The most popular option is Foam Factory (foambymail.com). Order HD36 high-density foam at your exact M1 dimensions. Expect to pay ~$80–$130 for a 4" cut; shipping is typically 7–14 business days. Local upholstery shops can also cut foam to size and may be faster. For a turnkey option, HEST sells a mattress pre-sized for the M1; see their fit guide at hest.com.

Does a standard twin XL mattress fit the Tune M1?

No. A Twin XL (38" × 80") is 22 inches narrower than the M1 platform (60" wide). It would fit the length on a full-size M1 but leave a large gap on one side. If you already own a Twin XL, you could use it temporarily by centering it on the platform, but most owners find the gap uncomfortable and eventually order a custom cut to 60" wide.

How heavy is a mattress for the Tune M1?

A 4" memory foam mattress at mid-size M1 dimensions (60"×72") weighs approximately 15–18 lbs. A 4" latex mattress at the same size weighs roughly 28–35 lbs. A premium thick hybrid (8"+) can exceed 50 lbs. Use the payload calculator to factor mattress weight into your total build weight.

Is the Hest Dually mattress worth it for the Tune M1?

The Hest Dually Wide is comfortable and arrives sized for the M1, which is why Tune offers it as a +$629 add-on. But it's the most expensive way to get a mattress in the M1. A custom-cut foam mattress fits the platform exactly for about $100–$200 including a cover, and the RoamRest Pioneer (the custom overland mattress owners compare directly to the Hest) starts around $485. The Hest is worth it if you want a finished product with zero sourcing and like the inflatable drop-stitch feel. For most owners, a custom-cut foam mattress is the better value. See the verdict above.

How does the mattress work with the King Bed Extension?

The King Bed Extension slides out over the cab each night and tucks back during the day, which lets taller owners sleep north-south. Because it slides, the over-cab section needs its own mattress piece. The Hest setup uses the Dually (which folds in half, so there's a seam down the middle) plus a separate Dually Extend pad, which is three foam segments and two seams. A custom-cut setup can be two clean pieces: one for the main platform, one sized to the slide. Owners report the over-cab pieces can shift, so a single fitted sheet over both pieces or a connector strip helps. If you're not using the king extension, the standard queen platform takes one continuous mattress. See the over-cab section.

What sheets fit a 4-inch Tune M1 mattress?

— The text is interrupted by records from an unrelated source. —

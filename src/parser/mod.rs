//! Shared parser abstraction: a per-broker strategy (`BrokerParser`) plus
//! the pipeline every broker shares — decode, split, map columns, check
//! required columns, iterate rows, sort. Replaces the source system's
//! inheritance chain (`BaseParser` -> per-broker subclass) with a
//! strategy interface plus free helper functions (spec §9).

mod row;

pub mod binance;
pub mod fill_aggregator;
pub mod generic;
pub mod interactive_brokers;
pub mod metatrader;
pub mod ninja_trader;
pub mod tradovate;

pub use row::RowView;

use chrono::NaiveDateTime;

use crate::encoding::decode_bytes;
use crate::error::RowError;
use crate::model::{Broker, TradeCollection};

/// Outcome of parsing one file: the trades that were recovered plus the
/// row-level errors and informational warnings collected along the way.
#[derive(Debug, Clone)]
pub struct ParseResult {
    pub trades: TradeCollection,
    pub errors: Vec<RowError>,
    pub warnings: Vec<String>,
    pub total_rows: usize,
    pub parsed_successfully: usize,
    pub skipped_rows: usize,
    fatal: bool,
}

impl ParseResult {
    fn empty() -> Self {
        Self {
            trades: TradeCollection::new(),
            errors: Vec::new(),
            warnings: Vec::new(),
            total_rows: 0,
            parsed_successfully: 0,
            skipped_rows: 0,
            fatal: false,
        }
    }

    fn fatal(message: impl Into<String>) -> Self {
        let mut result = Self::empty();
        result.fatal = true;
        result.errors.push(RowError::new(0, message));
        result
    }

    /// `false` iff a file-level error (unreadable encoding, unreadable
    /// CSV structure, missing required columns) aborted the whole parse.
    pub fn success(&self) -> bool {
        !self.fatal
    }

    /// Percentage of rows that turned into a trade, to one implied
    /// decimal of precision (the caller formats as needed).
    pub fn success_rate(&self) -> f64 {
        if self.total_rows == 0 {
            return 0.0;
        }
        (self.parsed_successfully as f64 / self.total_rows as f64) * 100.0
    }

    pub fn has_errors(&self) -> bool {
        !self.errors.is_empty()
    }

    fn add_error(&mut self, err: RowError) {
        self.errors.push(err);
    }

    fn add_warning(&mut self, message: impl Into<String>) {
        self.warnings.push(message.into());
    }
}

/// Per-broker parsing strategy. The shared pipeline (`parse_bytes`,
/// `parse_text`) drives these hooks in order; everything broker-specific
/// lives behind this trait.
pub trait BrokerParser {
    fn broker(&self) -> Broker;

    /// Canonical field names that must be resolvable (by canonical name
    /// or known alias, after `column_mapping` renames headers) for the
    /// file to be parseable at all.
    fn required_columns(&self) -> &[&str];

    /// `(source alias, canonical field name)` pairs, matched
    /// case-insensitively against the file's header row.
    fn column_mapping(&self) -> &[(&str, &str)];

    /// Hook for broker-specific table pre-processing before row
    /// iteration (e.g. Interactive Brokers stripping embedded duplicate
    /// header rows). Default: no-op.
    fn normalize_rows(&self, headers: &[String], rows: Vec<csv::StringRecord>) -> Vec<csv::StringRecord> {
        let _ = headers;
        rows
    }

    /// Parses one data row. `Ok(None)` means "skip, not an error"
    /// (pending orders, bookkeeping rows); `Err` is a row-level error
    /// that does not abort the parse.
    fn parse_row(&self, row: &RowView, row_number: usize) -> Result<Option<crate::model::Trade>, RowError>;

    /// Hook run once after all rows have been parsed, before the final
    /// sort (e.g. Binance/Tradovate fill aggregation). Default: no-op.
    fn postprocess(&self, _result: &mut ParseResult) {}
}

/// Parses raw bytes, decoding with the encoding fallback list first.
pub fn parse_bytes(
    parser: &dyn BrokerParser,
    bytes: &[u8],
    source_name: Option<&str>,
    account_id: Option<&str>,
) -> ParseResult {
    match decode_bytes(bytes) {
        Some(text) => parse_text(parser, &text, source_name, account_id),
        None => ParseResult::fatal("failed to decode input with any known encoding"),
    }
}

/// Parses already-decoded text.
pub fn parse_text(
    parser: &dyn BrokerParser,
    text: &str,
    source_name: Option<&str>,
    account_id: Option<&str>,
) -> ParseResult {
    let mut reader = csv::ReaderBuilder::new()
        .has_headers(false)
        .flexible(true)
        .trim(csv::Trim::All)
        .from_reader(text.as_bytes());

    let mut records = reader.records();
    let header_record = match records.next() {
        Some(Ok(record)) => record,
        Some(Err(e)) => return ParseResult::fatal(format!("failed to read CSV structure: {e}")),
        None => return ParseResult::fatal("empty file: no header row"),
    };

    let original_headers: Vec<String> = header_record.iter().map(|h| h.trim().to_string()).collect();
    let canonical_headers = apply_column_mapping(&original_headers, parser.column_mapping());

    let missing = missing_required_columns(&canonical_headers, parser.required_columns());
    if !missing.is_empty() {
        return ParseResult::fatal(format!("missing required columns: {}", missing.join(", ")));
    }

    let mut data_rows = Vec::new();
    for record in records {
        match record {
            Ok(r) => data_rows.push(r),
            Err(e) => return ParseResult::fatal(format!("failed to read CSV structure: {e}")),
        }
    }
    let total_rows = data_rows.len();
    let data_rows = parser.normalize_rows(&canonical_headers, data_rows);

    let mut result = ParseResult::empty();
    result.total_rows = total_rows;
    result.trades.source_file = source_name.map(str::to_string);
    result.trades.broker_name = Some(parser.broker());

    for (idx, record) in data_rows.iter().enumerate() {
        let row_number = idx + 2; // header counts as row 1
        let view = RowView::new(&original_headers, &canonical_headers, record);

        if view.is_empty_row() {
            result.skipped_rows += 1;
            continue;
        }

        match parser.parse_row(&view, row_number) {
            Ok(Some(mut trade)) => {
                trade.account_id = account_id.map(str::to_string);
                trade.broker_name = Some(parser.broker());
                result.trades.trades.push(trade);
                result.parsed_successfully += 1;
            }
            Ok(None) => result.skipped_rows += 1,
            Err(err) => result.add_error(err),
        }
    }

    parser.postprocess(&mut result);

    result
        .trades
        .trades
        .sort_by_key(|a| a.entry_time);

    result
}

fn apply_column_mapping(headers: &[String], mapping: &[(&str, &str)]) -> Vec<String> {
    headers
        .iter()
        .map(|h| {
            mapping
                .iter()
                .find(|(alias, _)| alias.eq_ignore_ascii_case(h))
                .map(|(_, canonical)| canonical.to_string())
                .unwrap_or_else(|| h.clone())
        })
        .collect()
}

fn missing_required_columns(canonical_headers: &[String], required: &[&str]) -> Vec<String> {
    required
        .iter()
        .filter(|req| !canonical_headers.iter().any(|h| h.eq_ignore_ascii_case(req)))
        .map(|s| s.to_string())
        .collect()
}

/// Floors a timestamp to the start of its containing bucket (spec §4.6
/// "floor(entry_time, 1 min)", generalized to a configurable duration).
pub(crate) fn floor_to_bucket(ts: NaiveDateTime, bucket: std::time::Duration) -> NaiveDateTime {
    let bucket_secs = bucket.as_secs().max(1) as i64;
    let epoch_secs = ts.and_utc().timestamp();
    let floored = epoch_secs.div_euclid(bucket_secs) * bucket_secs;
    chrono::DateTime::from_timestamp(floored, 0).unwrap().naive_utc()
}

#[cfg(test)]
mod tests {
    use super::*;

    #[test]
    fn missing_required_columns_reports_unmapped() {
        let headers = vec!["symbol".to_string(), "quantity".to_string()];
        let missing = missing_required_columns(&headers, &["symbol", "direction", "quantity"]);
        assert_eq!(missing, vec!["direction".to_string()]);
    }

    #[test]
    fn column_mapping_is_case_insensitive() {
        let headers = vec!["Open Time".to_string(), "Type".to_string()];
        let mapping = [("open time", "entry_time"), ("type", "direction")];
        let mapped = apply_column_mapping(&headers, &mapping);
        assert_eq!(mapped, vec!["entry_time".to_string(), "direction".to_string()]);
    }
}
#[cfg(test)]
mod tests {
    use super::*;
    use crate::store::TaskStore;
    use tempfile::TempDir;

    fn scratch_app() -> (TempDir, App) {
        let dir = TempDir::new().unwrap();
        let store = TaskStore::open(dir.path().join("tasks.json")).unwrap();
        let data_dir = dir.path().to_path_buf();
        (dir, App::new(store, Theme::Dark, data_dir))
    }

    fn press(app: &mut App, code: KeyCode) {
        app.on_key(KeyEvent::from(code));
    }

    fn type_text(app: &mut App, text: &str) {
        for c in text.chars() {
            press(app, KeyCode::Char(c));
        }
    }

    #[test]
    fn form_submit_creates_a_task_in_backlog() {
        let (_dir, mut app) = scratch_app();
        press(&mut app, KeyCode::Char('a'));
        type_text(&mut app, "ship the release");
        press(&mut app, KeyCode::Enter);
        assert!(app.modal.is_none());
        assert_eq!(app.store.tasks().len(), 1);
        assert_eq!(app.store.tasks()[0].status, Status::Backlog);
        assert_eq!(app.store.tasks()[0].title, "ship the release");
        assert_eq!(app.toast.as_ref().unwrap().kind, ToastKind::Success);
    }

    #[test]
    fn empty_title_submit_keeps_the_form_open_and_board_unchanged() {
        let (_dir, mut app) = scratch_app();
        press(&mut app, KeyCode::Char('a'));
        press(&mut app, KeyCode::Enter);
        assert!(matches!(app.modal, Some(Modal::TaskForm(_))));
        assert!(app.store.tasks().is_empty());
        assert_eq!(app.toast.as_ref().unwrap().kind, ToastKind::Error);
    }

    #[test]
    fn bad_due_date_is_rejected_before_the_store_sees_it() {
        let (_dir, mut app) = scratch_app();
        press(&mut app, KeyCode::Char('a'));
        type_text(&mut app, "dated");
        // Jump to the due date field and mangle it.
        for _ in 0..4 {
            press(&mut app, KeyCode::Tab);
        }
        type_text(&mut app, "not a date");
        press(&mut app, KeyCode::Enter);
        assert!(matches!(app.modal, Some(Modal::TaskForm(_))));
        assert!(app.store.tasks().is_empty());
    }

    #[test]
    fn bracket_keys_move_the_selected_card() {
        let (_dir, mut app) = scratch_app();
        press(&mut app, KeyCode::Char('a'));
        type_text(&mut app, "movable");
        press(&mut app, KeyCode::Enter);
        press(&mut app, KeyCode::Char(']'));
        assert_eq!(app.store.tasks()[0].status, Status::InProgress);
        press(&mut app, KeyCode::Char('['));
        assert_eq!(app.store.tasks()[0].status, Status::Backlog);
        // Already leftmost, a further move is a no-op.
        press(&mut app, KeyCode::Char('['));
        assert_eq!(app.store.tasks()[0].status, Status::Backlog);
    }

    #[test]
    fn delete_flow_requires_confirmation() {
        let (_dir, mut app) = scratch_app();
        press(&mut app, KeyCode::Char('a'));
        type_text(&mut app, "doomed");
        press(&mut app, KeyCode::Enter);
        press(&mut app, KeyCode::Char('d'));
        press(&mut app, KeyCode::Esc);
        assert_eq!(app.store.tasks().len(), 1);
        press(&mut app, KeyCode::Char('d'));
        press(&mut app, KeyCode::Char('y'));
        assert!(app.store.tasks().is_empty());
    }

    #[test]
    fn edit_keeps_id_and_created_at() {
        let (_dir, mut app) = scratch_app();
        press(&mut app, KeyCode::Char('a'));
        type_text(&mut app, "before");
        press(&mut app, KeyCode::Enter);
        let (id, created_at) = {
            let task = &app.store.tasks()[0];
            (task.id.clone(), task.created_at)
        };
        press(&mut app, KeyCode::Char('e'));
        type_text(&mut app, " after");
        press(&mut app, KeyCode::Enter);
        let task = &app.store.tasks()[0];
        assert_eq!(task.title, "before after");
        assert_eq!(task.id, id);
        assert_eq!(task.created_at, created_at);
    }

    #[test]
    fn number_keys_switch_pages() {
        let (_dir, mut app) = scratch_app();
        press(&mut app, KeyCode::Char('3'));
        assert_eq!(app.page, Page::Analytics);
        press(&mut app, KeyCode::Tab);
        assert_eq!(app.page, Page::Team);
    }

    #[test]
    fn open_tasks_sort_due_dated_first() {
        let (_dir, mut app) = scratch_app();
        let today = app.today();
        app.store
            .create(TaskDraft {
                title: "undated".into(),
                ..TaskDraft::default()
            })
            .unwrap();
        app.store
            .create(TaskDraft {
                title: "due soon".into(),
                due_date: Some(today),
                ..TaskDraft::default()
            })
            .unwrap();
        app.store
            .create(TaskDraft {
                title: "finished".into(),
                status: Some(Status::Done),
                due_date: Some(today),
                ..TaskDraft::default()
            })
            .unwrap();
        let open = app.open_tasks_by_due();
        assert_eq!(open.len(), 2);
        assert_eq!(open[0].title, "due soon");
        assert_eq!(open[1].title, "undated");
    }
}
#[cfg(test)]
mod tests {
    use super::*;
    use tempfile::TempDir;

    fn scratch_store() -> (TempDir, TaskStore) {
        let dir = TempDir::new().unwrap();
        let store = TaskStore::open(dir.path().join("tasks.json")).unwrap();
        (dir, store)
    }

    fn draft(title: &str) -> TaskDraft {
        TaskDraft {
            title: title.to_string(),
            ..TaskDraft::default()
        }
    }

    #[test]
    fn create_assigns_distinct_ids_and_grows_by_one() {
        let (_dir, mut store) = scratch_store();
        let a = store.create(draft("first")).unwrap();
        assert_eq!(store.tasks().len(), 1);
        let b = store.create(draft("second")).unwrap();
        assert_eq!(store.tasks().len(), 2);
        assert_ne!(a.id, b.id);
        assert_eq!(a.status, Status::Backlog);
    }

    #[test]
    fn create_rejects_whitespace_title() {
        let (_dir, mut store) = scratch_store();
        let err = store.create(draft("   ")).unwrap_err();
        assert!(matches!(err, StoreError::Validation(_)));
        assert!(store.tasks().is_empty());
    }

    #[test]
    fn create_honors_requested_status() {
        let (_dir, mut store) = scratch_store();
        let task = store
            .create(TaskDraft {
                title: "review me".into(),
                status: Some(Status::InReview),
                ..TaskDraft::default()
            })
            .unwrap();
        assert_eq!(task.status, Status::InReview);
    }

    #[test]
    fn update_changes_only_patched_fields() {
        let (_dir, mut store) = scratch_store();
        let created = store
            .create(TaskDraft {
                title: "original".into(),
                description: "desc".into(),
                priority: Priority::High,
                ..TaskDraft::default()
            })
            .unwrap();
        let updated = store
            .update(
                &created.id,
                TaskPatch {
                    title: Some("renamed".into()),
                    ..TaskPatch::default()
                },
            )
            .unwrap();
        assert_eq!(updated.title, "renamed");
        assert_eq!(updated.description, "desc");
        assert_eq!(updated.priority, Priority::High);
        assert_eq!(updated.id, created.id);
        assert_eq!(updated.created_at, created.created_at);
    }

    #[test]
    fn update_unknown_id_is_not_found() {
        let (_dir, mut store) = scratch_store();
        let err = store.update("missing", TaskPatch::default()).unwrap_err();
        assert!(matches!(err, StoreError::NotFound(_)));
    }

    #[test]
    fn update_can_clear_due_date() {
        let (_dir, mut store) = scratch_store();
        let due = NaiveDate::from_ymd_opt(2026, 4, 1);
        let created = store
            .create(TaskDraft {
                title: "dated".into(),
                due_date: due,
                ..TaskDraft::default()
            })
            .unwrap();
        assert_eq!(created.due_date, due);
        let updated = store
            .update(
                &created.id,
                TaskPatch {
                    due_date: Some(None),
                    ..TaskPatch::default()
                },
            )
            .unwrap();
        assert_eq!(updated.due_date, None);
    }

    #[test]
    fn move_rejects_unknown_status_without_touching_the_task() {
        let (_dir, mut store) = scratch_store();
        let created = store.create(draft("movable")).unwrap();
        let err = store.move_to(&created.id, "archived").unwrap_err();
        assert!(matches!(err, StoreError::Validation(_)));
        assert_eq!(store.get(&created.id).unwrap().status, Status::Backlog);
    }

    #[test]
    fn move_sets_status_and_reports_it() {
        let (_dir, mut store) = scratch_store();
        let created = store.create(draft("movable")).unwrap();
        let moved_to = store.move_to(&created.id, "in-progress").unwrap();
        assert_eq!(moved_to, Status::InProgress);
        assert_eq!(store.get(&created.id).unwrap().status, Status::InProgress);
    }

    #[test]
    fn move_unknown_id_is_not_found() {
        let (_dir, mut store) = scratch_store();
        let err = store.move_to("missing", "done").unwrap_err();
        assert!(matches!(err, StoreError::NotFound(_)));
    }

    #[test]
    fn delete_twice_is_idempotent() {
        let (_dir, mut store) = scratch_store();
        let created = store.create(draft("doomed")).unwrap();
        store.delete(&created.id).unwrap();
        assert!(store.tasks().is_empty());
        store.delete(&created.id).unwrap();
        assert!(store.tasks().is_empty());
    }

    #[test]
    fn summary_counts_are_exact() {
        let (_dir, mut store) = scratch_store();
        for status in [
            Status::Backlog,
            Status::InProgress,
            Status::InProgress,
            Status::Done,
        ] {
            store
                .create(TaskDraft {
                    title: "t".into(),
                    status: Some(status),
                    ..TaskDraft::default()
                })
                .unwrap();
        }
        let summary = store.summary(NaiveDate::from_ymd_opt(2026, 3, 15).unwrap());
        assert_eq!(summary.backlog, 1);
        assert_eq!(summary.in_progress, 2);
        assert_eq!(summary.in_review, 0);
        assert_eq!(summary.done, 1);
        assert_eq!(summary.total, 4);
    }

    #[test]
    fn moving_an_overdue_task_to_done_clears_the_overdue_bucket() {
        let (_dir, mut store) = scratch_store();
        let today = NaiveDate::from_ymd_opt(2026, 3, 15).unwrap();
        let yesterday = today.pred_opt().unwrap();
        let created = store
            .create(TaskDraft {
                title: "late".into(),
                due_date: Some(yesterday),
                ..TaskDraft::default()
            })
            .unwrap();
        assert_eq!(store.summary(today).overdue, 1);
        store.move_to(&created.id, "done").unwrap();
        assert_eq!(store.summary(today).overdue, 0);
    }

    #[test]
    fn summary_counts_high_priority_and_due_today() {
        let (_dir, mut store) = scratch_store();
        let today = NaiveDate::from_ymd_opt(2026, 3, 15).unwrap();
        store
            .create(TaskDraft {
                title: "urgent".into(),
                priority: Priority::High,
                due_date: Some(today),
                ..TaskDraft::default()
            })
            .unwrap();
        store.create(draft("relaxed")).unwrap();
        let summary = store.summary(today);
        assert_eq!(summary.high_priority, 1);
        assert_eq!(summary.due_today, 1);
        assert_eq!(summary.overdue, 0);
    }

    #[test]
    fn mutations_are_written_through() {
        let (dir, mut store) = scratch_store();
        store.create(draft("persisted")).unwrap();
        let on_disk: Vec<Task> = serde_json::from_str(
            &std::fs::read_to_string(dir.path().join("tasks.json")).unwrap(),
        )
        .unwrap();
        assert_eq!(on_disk, store.tasks());
    }

    #[test]
    fn reopening_the_store_reproduces_the_collection() {
        let dir = TempDir::new().unwrap();
        let path = dir.path().join("tasks.json");
        let mut store = TaskStore::open(path.clone()).unwrap();
        store
            .create(TaskDraft {
                title: "first".into(),
                description: "with description".into(),
                priority: Priority::High,
                due_date: NaiveDate::from_ymd_opt(2026, 3, 20),
                ..TaskDraft::default()
            })
            .unwrap();
        store
            .create(TaskDraft {
                title: "second".into(),
                status: Some(Status::InReview),
                ..TaskDraft::default()
            })
            .unwrap();
        let before: Vec<Task> = store.tasks().to_vec();
        drop(store);

        let reopened = TaskStore::open(path).unwrap();
        assert_eq!(reopened.tasks(), before.as_slice());
    }

    #[test]
    fn missing_file_opens_as_an_empty_board() {
        let dir = TempDir::new().unwrap();
        let store = TaskStore::open(dir.path().join("absent.json")).unwrap();
        assert!(store.is_empty());
    }

    #[test]
    fn seeding_fills_all_four_columns() {
        let (_dir, mut store) = scratch_store();
        store
            .seed_samples(NaiveDate::from_ymd_opt(2026, 3, 15).unwrap())
            .unwrap();
        for status in Status::ALL {
            assert!(!store.by_status(status).is_empty(), "{status} empty");
        }
    }
}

A 4" mattress is much thinner than a home mattress, so standard deep-pocket fitted sheets bunch up. A Short Queen RV fitted sheet (60" × 75"), made for shallow RV mattresses, is the closest off-the-shelf fit for the mid-size platform. Owners who want 100% cotton often buy an RV Short Queen set or have one sewn to the exact 60"×72" or 60"×78" dimension. For king-extension owners, a single oversized fitted sheet over both pieces doubles as a connector. See sheets & bedding.

Do I need the King Bed Extension if I'm 6 feet tall?

It depends on your truck. You sleep across the 60" width on the standard platform, which is tight for anyone 6 feet or taller. The King Bed Extension adds room over the cab so you can sleep north-south and fully stretch out. Some 6-foot owners skip it and sleep diagonally, especially solo or with a dog. Couples and taller owners who want to stretch out tend to add it. Bed width also feels different in a full-size truck versus a Tacoma, so lie down in the same variant before deciding.